James "Big Jim" Healy (22 March 1898 - 13 July 1961) was an Australian trade unionist and communist activist. Healy served as General Secretary of the Waterside Workers' Federation of Australia from 1937 to his death in 1961, a period when the union recovered from its defeat in the 1928 waterfront strike to become one of the most powerful trade unions in Australia. Healy was one of the most prominent public representatives of the communist movement in Australia during the Cold War.

==Biography==
Healy was born at West Gorton in Manchester, the son of corporation labourer Dominic Healy and cotton-worker Mary Ellen, née Schaill. He attended St Francis of Assisi parish school and began assisting Labour Party canvassers at the age of 8. He enlisted in the 8th Battalion of the Argyll and Sutherland Highlanders in 1915 and served until he was wounded in action on the Western Front in 1918 and discharged. On his return he moved to Scotland to work as a plate-layer in the tramways.
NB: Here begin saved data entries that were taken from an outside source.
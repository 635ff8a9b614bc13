//! In-process remote store with fault injection.

use std::collections::{HashMap, HashSet};
use std::sync::{Arc, Mutex, MutexGuard, PoisonError};

use super::{RemoteDocument, RemoteError, RemoteResult, RemoteStore};
use crate::models::DocumentId;

#[derive(Debug, Default)]
struct State {
    documents: HashMap<String, RemoteDocument>,
    offline: bool,
    failing: HashSet<String>,
    fail_listing: bool,
    upserts: usize,
}

/// Remote store kept in memory.
///
/// Clones share state, so a test can keep a handle while the reconciler owns
/// another one.
#[derive(Debug, Clone, Default)]
pub struct InMemoryRemoteStore {
    state: Arc<Mutex<State>>,
}

impl InMemoryRemoteStore {
    pub fn new() -> Self {
        Self::default()
    }

    fn state(&self) -> MutexGuard<'_, State> {
        self.state.lock().unwrap_or_else(PoisonError::into_inner)
    }

    /// Store a document directly, as another device would have.
    pub fn insert(&self, document: RemoteDocument) {
        self.state()
            .documents
            .insert(document.id.clone(), document);
    }

    pub fn get(&self, id: &DocumentId) -> Option<RemoteDocument> {
        self.state().documents.get(&id.as_str()).cloned()
    }

    pub fn len(&self) -> usize {
        self.state().documents.len()
    }

    pub fn is_empty(&self) -> bool {
        self.len() == 0
    }

    /// Toggle connectivity; while offline every call fails with `Unreachable`.
    pub fn set_online(&self, online: bool) {
        self.state().offline = !online;
    }

    /// Make every read and write of `id` fail with a server error.
    pub fn fail_document(&self, id: &DocumentId) {
        self.state().failing.insert(id.as_str());
    }

    pub fn fail_listing(&self, fail: bool) {
        self.state().fail_listing = fail;
    }

    pub fn clear_failures(&self) {
        let mut state = self.state();
        state.failing.clear();
        state.fail_listing = false;
    }

    /// Number of successful `upsert` calls so far.
    pub fn upsert_count(&self) -> usize {
        self.state().upserts
    }

    fn check(state: &State, id: &str) -> RemoteResult<()> {
        if state.offline {
            return Err(RemoteError::Unreachable);
        }
        if state.failing.contains(id) {
            return Err(RemoteError::Api {
                status: 503,
                message: format!("injected failure for {id}"),
            });
        }
        Ok(())
    }
}

impl RemoteStore for InMemoryRemoteStore {
    async fn is_reachable(&self) -> bool {
        !self.state().offline
    }

    async fn get_one(&self, id: &DocumentId) -> RemoteResult<Option<RemoteDocument>> {
        let state = self.state();
        let key = id.as_str();
        Self::check(&state, &key)?;
        Ok(state.documents.get(&key).cloned())
    }

    async fn upsert(&self, document: &RemoteDocument) -> RemoteResult<()> {
        let mut state = self.state();
        Self::check(&state, &document.id)?;
        state
            .documents
            .insert(document.id.clone(), document.clone());
        state.upserts += 1;
        Ok(())
    }

    async fn query_by_owner(&self, owner_id: &str) -> RemoteResult<Vec<RemoteDocument>> {
        let state = self.state();
        if state.offline {
            return Err(RemoteError::Unreachable);
        }
        if state.fail_listing {
            return Err(RemoteError::Api {
                status: 500,
                message: "injected listing failure".to_string(),
            });
        }
        let mut documents = state
            .documents
            .values()
            .filter(|document| document.user_id == owner_id)
            .cloned()
            .collect::<Vec<_>>();
        documents.sort_by(|a, b| a.id.cmp(&b.id));
        Ok(documents)
    }
}

#[cfg(test)]
mod tests {
    use super::*;
    use crate::models::Document;

    #[tokio::test(flavor = "multi_thread")]
    async fn test_upsert_and_query() {
        let remote = InMemoryRemoteStore::new();
        let mine = Document::new("user-1", "Mine");
        let theirs = Document::new("user-2", "Theirs");
        remote.upsert(&(&mine).into()).await.unwrap();
        remote.upsert(&(&theirs).into()).await.unwrap();

        assert_eq!(remote.upsert_count(), 2);
        let listed = remote.query_by_owner("user-1").await.unwrap();
        assert_eq!(listed.len(), 1);
        assert_eq!(listed[0].id, mine.id.as_str());
        assert!(remote.get_one(&DocumentId::new()).await.unwrap().is_none());
    }

    #[tokio::test(flavor = "multi_thread")]
    async fn test_offline_and_injected_failures() {
        let remote = InMemoryRemoteStore::new();
        let doc = Document::new("user-1", "Doc");

        remote.fail_document(&doc.id);
        assert!(matches!(
            remote.get_one(&doc.id).await,
            Err(RemoteError::Api { status: 503, .. })
        ));

        remote.clear_failures();
        remote.set_online(false);
        assert!(!remote.is_reachable().await);
        assert!(matches!(
            remote.upsert(&(&doc).into()).await,
            Err(RemoteError::Unreachable)
        ));
        assert_eq!(remote.upsert_count(), 0);
    }
}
On 19 July 1919 Healy married woollen weaver Elizabeth McGowan at St Cuthbert's Catholic Church in Edinburgh. They and their three sons emigrated to Queensland in 1925, where Healy began work as a fireman and boiler attendant at Mackay. He became a wharf labourer in 1927 and the following year was elected to the management committee of the Waterside Workers' Federation (WWF) becoming branch president in 1929. Disappointed with the underperformance of various Labor governments in response to the Great Depression, Healy joined the Communist Party of Australia in 1934 after a tour of the Soviet Union.

Healy moved to Sydney in 1936 and in 1937 was elected general secretary of the WWF, a position he held until his death in 1961. He transferred the union head office from Melbourne in 1939, and is given credit for modernising the union and he was the founder and first editor of the WWF's national journal, the Maritime Worker. In 1937 and 1938 he campaigned in support of waterside workers' boycotts of Japan, and he continued to strengthen the WWF during World War II due to the industry's contribution to the war effort. From 1945 to 1949 he led a boycott on the Black Armada of Dutch ships, in order to support the Indonesian independence movement.

Healy oversaw the amalgamation of the WWF with the Permanent & Casual Wharf Labourers' Union (PCWLU), but the antagonism of many in the WWF towards the PCWLU weakened his position. In the 1949 Australian coal strike he was gaoled for contempt of court, having refused to disclose the whereabouts of money used to assist the strikers. Sentenced to a year, he was released after apologising five weeks into his sentence. He was active in the campaign against the Menzies government's attempt to ban the Communist Party.

A committee of inquiry into the waterside industry was established by the Stevedoring Industry Act of 1954, in an attempt by the government to end the WWF's monopoly on wharf labour supply. The federation went on strike with the support of the Australian Council of Trade Unions (ACTU). The government went ahead with further reforms, but Healy was appointed to the ACTU executive in 1957.

Healy died of a cerebrovascular accident in 1961 at Darlinghurst and was cremated; he was farewelled in Sussex Street with a "comrade's farewell" (Healy was an atheist), attended by hundreds of mourners. The Internationale was played and the cortège stretched for almost a mile, blocking traffic for over an hour.